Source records
use std::fmt;

use thiserror::Error;

use ted_proto::{Response, ResponseParameters};

use crate::transport::TransportError;

/// Substring the API uses when an edit would not change the message.
const MESSAGE_NOT_MODIFIED: &str = "message is not modified";

/// Result type alias for client operations.
pub type Result<T> = std::result::Result<T, Error>;

/// Errors returned by [`crate::Bot`].
#[derive(Debug, Error)]
pub enum Error {
    /// The HTTP call itself failed. Transient failures are only reported once
    /// the retry budget is spent.
    #[error("transport error after {attempts} attempt(s): {source}")]
    Transport {
        attempts: u32,
        #[source]
        source: TransportError,
    },

    /// The request payload could not be encoded.
    #[error("failed to encode request: {0}")]
    Encode(#[source] serde_json::Error),

    /// The response body was not a valid envelope.
    #[error("failed to decode response envelope (HTTP {status}): {source}")]
    Decode {
        status: u16,
        #[source]
        source: serde_json::Error,
    },

    /// The API answered with `ok: false`.
    #[error(transparent)]
    Api(#[from] ApiError),

    /// The envelope was fine but its `result` did not match the operation.
    #[error("unexpected result payload: {0}")]
    Result(#[source] serde_json::Error),

    /// At least one request of a batch failed.
    #[error(transparent)]
    Batch(#[from] BatchError),

    /// Bot token is missing from config and environment.
    #[error("bot token not found: set TED_BOT_TOKEN or configure `token`")]
    MissingToken,

    #[error("configuration error: {0}")]
    Config(String),
}

impl Error {
    /// The API error behind this failure, if there is one.
    pub fn as_api(&self) -> Option<&ApiError> {
        match self {
            Self::Api(err) => Some(err),
            _ => None,
        }
    }
}

/// A failure reported by the API in the response envelope.
#[derive(Debug, Clone, PartialEq, Eq)]
pub struct ApiError {
    pub error_code: i64,
    pub description: String,
    pub parameters: Option<ResponseParameters>,
}

impl ApiError {
    /// Seconds to wait before repeating a rate-limited request.
    pub fn retry_after(&self) -> Option<u64> {
        self.parameters.as_ref().and_then(|p| p.retry_after)
    }

    /// New identifier of a group that was migrated to a supergroup.
    pub fn migrate_to_chat_id(&self) -> Option<i64> {
        self.parameters.as_ref().and_then(|p| p.migrate_to_chat_id)
    }
}

impl From<Response> for ApiError {
    fn from(response: Response) -> Self {
        Self {
            error_code: response.error_code,
            description: response.description,
            parameters: response.parameters,
        }
    }
}

impl fmt::Display for ApiError {
    fn fmt(&self, f: &mut fmt::Formatter<'_>) -> fmt::Result {
        f.write_str(&self.description)
    }
}

impl std::error::Error for ApiError {}

/// Aggregate failure of [`crate::Bot::send_all`].
///
/// Holds one slot per request of the batch; `None` marks a request that
/// succeeded. The successful responses themselves are not kept.
#[derive(Debug)]
pub struct BatchError {
    errors: Vec<Option<Error>>,
}

impl BatchError {
    pub(crate) fn new(errors: Vec<Option<Error>>) -> Self {
        Self { errors }
    }

    /// Number of requests in the batch.
    pub fn total(&self) -> usize {
        self.errors.len()
    }

    /// Number of requests that failed.
    pub fn failed(&self) -> usize {
        self.errors.iter().filter(|e| e.is_some()).count()
    }

    /// Failed requests as `(index in batch, error)`.
    pub fn failures(&self) -> impl Iterator<Item = (usize, &Error)> {
        self.errors
            .iter()
            .enumerate()
            .filter_map(|(i, e)| e.as_ref().map(|e| (i, e)))
    }

    pub fn into_errors(self) -> Vec<Option<Error>> {
        self.errors
    }
}

impl fmt::Display for BatchError {
    fn fmt(&self, f: &mut fmt::Formatter<'_>) -> fmt::Result {
        write!(
            f,
            "{} out of {} requests were unsuccessful",
            self.failed(),
            self.total()
        )
    }
}

impl std::error::Error for BatchError {}

/// Whether `err` is the API refusing an edit that would change nothing.
///
/// Lets callers treat re-sending identical message content as a no-op.
pub fn is_message_not_modified(err: &Error) -> bool {
    err.as_api()
        .is_some_and(|api| api.description.contains(MESSAGE_NOT_MODIFIED))
}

■ **Task to complete**
Would you retype the lines above from the one with "a batch failed." down to the one with "there is one.", word for word, both ends included and no other lines?

■ **Exercise result**
    /// At least one request of a batch failed.
    #[error(transparent)]
    Batch(#[from] BatchError),

    /// Bot token is missing from config and environment.
    #[error("bot token not found: set TED_BOT_TOKEN or configure `token`")]
    MissingToken,

    #[error("configuration error: {0}")]
    Config(String),
}

impl Error {
    /// The API error behind this failure, if there is one.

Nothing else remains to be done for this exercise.